With overcrowding likely to continue, available housing is going to be limited, and this gives students an off-campus option.

Of course, there is a slight catch with the project. The housing is substance-free, meaning no alcohol or drugs. But for people who don’t drink or partake in illegal drugs, the church’s housing provides a decent option.

We just hope there aren’t additional catches to go along with the no drugs or alcohol policy.

Church officials say religion won’t be an issue when evaluating applicants for housing, and it shouldn’t be. The Fair Housing Act prohibits discrimination against religion in the sale or rental of housing. We just hope to see the church live up to that.

Ultimately, though, our biggest question is about money.

What we’re most concerned about is how much the church plans to charge students to live at the housing complex. While officials are in the process of securing loans and grants to help pay for the complex, $22 million is a lot of money. We don’t want to see that $22 million earned back by charging students an exorbitant amount of money to live in the apartments.

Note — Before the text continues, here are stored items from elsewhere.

use std::time::Duration;

use serde::{Deserialize, Serialize};

/// CSS selectors used to locate the player regions under the mount point.
#[derive(Debug, Clone, PartialEq, Eq, Serialize, Deserialize)]
pub struct PlayerSelectors {
    pub container: String,
    pub player: String,
    pub controls: String,
    pub info: String,
    pub video: String,
    pub title: String,
    pub subtitle: String,
}

impl Default for PlayerSelectors {
    fn default() -> Self {
        Self {
            container: ".sizing-wrapper .AkiraPlayer".into(),
            player: ".nfp:not(.preplay)".into(),
            controls: ".controls".into(),
            info: ".video-title".into(),
            video: ".VideoContainer div video".into(),
            title: "h4".into(),
            subtitle: "div span".into(),
        }
    }
}

/// Configuration for an activity service instance.
#[derive(Debug, Clone, Serialize, Deserialize)]
pub struct ActivityConfig {
    /// Selector for the single-page application's root container.
    pub mount_selector: String,
    /// Number of re-attempts when the mount point has not rendered yet (default: 10).
    pub mount_retries: u32,
    /// Fixed delay between mount point attempts (default: 500ms).
    pub mount_retry_interval: Duration,
    /// Path prefix of player pages; `{prefix}/{id}` carries the external video id.
    pub watch_path_prefix: String,
    pub selectors: PlayerSelectors,
    /// Quiet period before title/subtitle text is turned into an identity (default: 5s).
    pub media_debounce: Duration,
    /// Time a non-advancing playback position is tolerated before it counts as a pause (default: 5s).
    pub stall_limit: Duration,
    /// Hold applied to native pause events before they are trusted (default: 8s).
    pub pause_grace: Duration,
    /// Minimum spacing between emitted progress events. Zero emits every advancing sample.
    pub progress_interval: Duration,
    /// Playback samples kept per session for stall detection.
    pub sample_limit: usize,
    /// Maximum number of activity events retained (ring buffer capacity).
    pub event_limit: usize,
    /// Timeout for requests sent across the page bridge (default: 10s).
    pub bridge_timeout: Duration,
    /// HTTP request timeout for metadata fetches.
    pub request_timeout: Duration,
    pub metadata_base_url: String,
}

impl Default for ActivityConfig {
    fn default() -> Self {
        Self {
            mount_selector: "#appMountPoint".into(),
            mount_retries: 10,
            mount_retry_interval: Duration::from_millis(500),
            watch_path_prefix: "/watch".into(),
            selectors: PlayerSelectors::default(),
            media_debounce: Duration::from_secs(5),
            stall_limit: Duration::from_secs(5),
            pause_grace: Duration::from_secs(8),
            progress_interval: Duration::ZERO,
            sample_limit: 32,
            event_limit: 200,
            bridge_timeout: Duration::from_secs(10),
            request_timeout: Duration::from_secs(10),
            metadata_base_url: "https://www.netflix.com/api/shakti".into(),
        }
    }
}

impl ActivityConfig {
    pub fn with_mount_selector(mut self, selector: impl Into<String>) -> Self {
        self.mount_selector = selector.into();
        self
    }

    pub fn with_mount_retries(mut self, retries: u32, interval_ms: u64) -> Self {
        self.mount_retries = retries;
        self.mount_retry_interval = Duration::from_millis(interval_ms);
        self
    }

    pub fn with_watch_path_prefix(mut self, prefix: impl Into<String>) -> Self {
        self.watch_path_prefix = prefix.into().trim_end_matches('/').to_string();
        self
    }

    pub fn with_selectors(mut self, selectors: PlayerSelectors) -> Self {
        self.selectors = selectors;
        self
    }

    pub fn with_media_debounce(mut self, ms: u64) -> Self {
        self.media_debounce = Duration::from_millis(ms);
        self
    }

    pub fn with_stall_limit(mut self, ms: u64) -> Self {
        self.stall_limit = Duration::from_millis(ms);
        self
    }

    pub fn with_pause_grace(mut self, ms: u64) -> Self {
        self.pause_grace = Duration::from_millis(ms);
        self
    }

    pub fn with_progress_interval(mut self, ms: u64) -> Self {
        self.progress_interval = Duration::from_millis(ms);
        self
    }

    pub fn with_sample_limit(mut self, limit: usize) -> Self {
        self.sample_limit = limit.max(2);
        self
    }

    pub fn with_event_limit(mut self, limit: usize) -> Self {
        self.event_limit = limit.max(1);
        self
    }

    pub fn with_bridge_timeout(mut self, ms: u64) -> Self {
        self.bridge_timeout = Duration::from_millis(ms);
        self
    }

    pub fn with_request_timeout(mut self, ms: u64) -> Self {
        self.request_timeout = Duration::from_millis(ms);
        self
    }

    pub fn with_metadata_base_url(mut self, url: impl Into<String>) -> Self {
        self.metadata_base_url = url.into().trim_end_matches('/').to_string();
        self
    }
}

We’d like to believe a church wouldn’t do something like that, but these days everyone seems to worship a higher God — the almighty dollar.

If the church doesn’t charge an arm and a leg though, we think this is a great option for students who don’t mind giving up booze and drugs. We’re glad the church is coming through for students by providing much-needed housing.

If only the university would do the same …

The above editorial is the consensus opinion of the Daily Kent Stater editorial board.